Selain Bible Introduction tugas yang diberikan kepada saya di perziarahan ini adalah kerja di Gereja. Kerja di Gereja merupakan favorit bagi hampir semua permanent karena tidak terlalu berat dan dapat dekat dengan Tuhan (bukan berarti pekerjaan lain jauh dari Tuhan). Tugas di Gereja meliputi membersihkan area dalam Gereja, mengganti lilin yang hampir habis, menyusun lembaran doa dan bacaan, menyusun buku lagu dan menyusun bangku di tempat Bruder (Istilah sederhananya, kami menjadi Koster Gereja). Untuk menyusun bangku doa para Bruder, kami, para permanent yang bekerja di Gereja, menggunakan peta khusus yang diberikan oleh bruder yang bertanggung jawab di Gereja.
Selain tugas mingguan, selama hampir seluruh masa tinggal saya di Taizé, saya juga diberi tanggung jawab untuk membawa dan mengatur permanent yang membawa blessed bread (setiap doa pagi, dibagikan hosti untuk semua peziarah, bagi mereka yang tidak menerima hosti, dapat mengambil roti yang sudah diberkati/Blessed bread di tempat yang sudah ditentukan).

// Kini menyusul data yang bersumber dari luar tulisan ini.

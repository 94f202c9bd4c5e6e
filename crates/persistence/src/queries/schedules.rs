// Copyright (C) 2026 Fred Clausen
// Use of this source code is governed by an MIT-style
// license that can be found in the LICENSE file or at
// https://opensource.org/licenses/MIT.

//! Schedule and membership queries.

use diesel::prelude::*;
use diesel::SqliteConnection;
use shiftboard_domain::{ScheduleId, ScheduleRole, UserOid};
use tracing::debug;

use crate::data_models::{MemberData, ScheduleData};
use crate::diesel_schema::{schedule_users, schedules};
use crate::error::PersistenceError;

#[derive(Queryable, Selectable)]
#[diesel(table_name = schedules)]
struct ScheduleRow {
    schedule_id: i64,
    name: String,
    is_active: i32,
}

#[derive(Queryable, Selectable)]
#[diesel(table_name = schedule_users)]
struct MemberRow {
    user_oid: String,
    display_name: Option<String>,
    role_name: String,
    is_active: i32,
}

impl MemberRow {
    fn into_data(self) -> Result<MemberData, PersistenceError> {
        let corrupt = |detail: String| PersistenceError::CorruptRow {
            table: "schedule_users",
            detail,
        };
        Ok(MemberData {
            user_oid: UserOid::new(&self.user_oid).map_err(|e| corrupt(e.to_string()))?,
            display_name: self.display_name,
            role: ScheduleRole::parse(&self.role_name).map_err(|e| corrupt(e.to_string()))?,
            is_active: self.is_active != 0,
        })
    }
}

/// Retrieves a schedule by id.
///
/// # Errors
///
/// Returns an error if the database query fails.
/// Returns `Ok(None)` if the schedule does not exist.
pub fn get_schedule(
    conn: &mut SqliteConnection,
    schedule_id: ScheduleId,
) -> Result<Option<ScheduleData>, PersistenceError> {
    let result: Result<ScheduleRow, diesel::result::Error> = schedules::table
        .filter(schedules::schedule_id.eq(schedule_id.value()))
        .select(ScheduleRow::as_select())
        .first(conn);

    match result {
        Ok(row) => Ok(Some(ScheduleData {
            schedule_id: ScheduleId::new(row.schedule_id),
            name: row.name,
            is_active: row.is_active != 0,
        })),
        Err(diesel::result::Error::NotFound) => Ok(None),
        Err(e) => Err(PersistenceError::from(e)),
    }
}

/// Retrieves a member row, active or not.
///
/// # Errors
///
/// Returns an error if the database query fails or the row is corrupt.
pub fn get_member(
    conn: &mut SqliteConnection,
    schedule_id: ScheduleId,
    user_oid: &UserOid,
) -> Result<Option<MemberData>, PersistenceError> {
    let result: Result<MemberRow, diesel::result::Error> = schedule_users::table
        .filter(schedule_users::schedule_id.eq(schedule_id.value()))
        .filter(schedule_users::user_oid.eq(user_oid.as_str()))
        .select(MemberRow::as_select())
        .first(conn);

    match result {
        Ok(row) => row.into_data().map(Some),
        Err(diesel::result::Error::NotFound) => Ok(None),
        Err(e) => Err(PersistenceError::from(e)),
    }
}

/// Returns the role of an active member, or `None` for non-members.
///
/// # Errors
///
/// Returns an error if the database query fails.
pub fn member_role(
    conn: &mut SqliteConnection,
    schedule_id: ScheduleId,
    user_oid: &UserOid,
) -> Result<Option<ScheduleRole>, PersistenceError> {
    debug!(schedule_id = schedule_id.value(), user_oid = %user_oid, "Resolving schedule role");
    Ok(get_member(conn, schedule_id, user_oid)?
        .filter(|m| m.is_active)
        .map(|m| m.role))
}

/// Lists every member row of a schedule, including inactive ones.
///
/// Ordered by object id.
///
/// # Errors
///
/// Returns an error if the database query fails or a row is corrupt.
pub fn list_all_members(
    conn: &mut SqliteConnection,
    schedule_id: ScheduleId,
) -> Result<Vec<MemberData>, PersistenceError> {
    let rows: Vec<MemberRow> = schedule_users::table
        .filter(schedule_users::schedule_id.eq(schedule_id.value()))
        .order(schedule_users::user_oid.asc())
        .select(MemberRow::as_select())
        .load(conn)?;

    rows.into_iter().map(MemberRow::into_data).collect()
}

/// Lists active members ordered by display name (falling back to object id).
///
/// # Errors
///
/// Returns an error if the database query fails or a row is corrupt.
pub fn list_members(
    conn: &mut SqliteConnection,
    schedule_id: ScheduleId,
) -> Result<Vec<MemberData>, PersistenceError> {
    let mut members: Vec<MemberData> = list_all_members(conn, schedule_id)?
        .into_iter()
        .filter(|m| m.is_active)
        .collect();
    members.sort_by_cached_key(|m| {
        (
            m.display_name
                .as_deref()
                .unwrap_or_else(|| m.user_oid.as_str())
                .to_lowercase(),
            m.user_oid.clone(),
        )
    });
    Ok(members)
}

/// Counts active Managers of a schedule.
///
/// # Errors
///
/// Returns an error if the database query fails.
pub fn count_active_managers(
    conn: &mut SqliteConnection,
    schedule_id: ScheduleId,
) -> Result<i64, PersistenceError> {
    use diesel::dsl::count_star;

    let count: i64 = schedule_users::table
        .filter(schedule_users::schedule_id.eq(schedule_id.value()))
        .filter(schedule_users::is_active.eq(1))
        .filter(schedule_users::role_name.eq(ScheduleRole::Manager.as_str()))
        .select(count_star())
        .first(conn)?;

    Ok(count)
}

Dengan cara tersebut, komunitas Taizé juga menerima mereka yang tidak mengimani Tuhan tetapi mau mengenal Tuhan, bleesed bread dapat menjadi tanda kekeluargaan layaknya tamu yang datang dijamu oleh tuan rumah. Tugas tersebut menumbuhkan iman saya terutama rasa hormat dan solidaritas terhadap ajaran Kristen dari Denominasi lain. Selain tugas-tugas tersebut, beberapa permanent yang bekerja di gereja juga bertanggung jawab di beberapa sudut gereja, mereka bertugas untuk mengingatkan umat untuk tetap tenang dan bersikap hormat dan santun selama ibadat doa di dalam gereja.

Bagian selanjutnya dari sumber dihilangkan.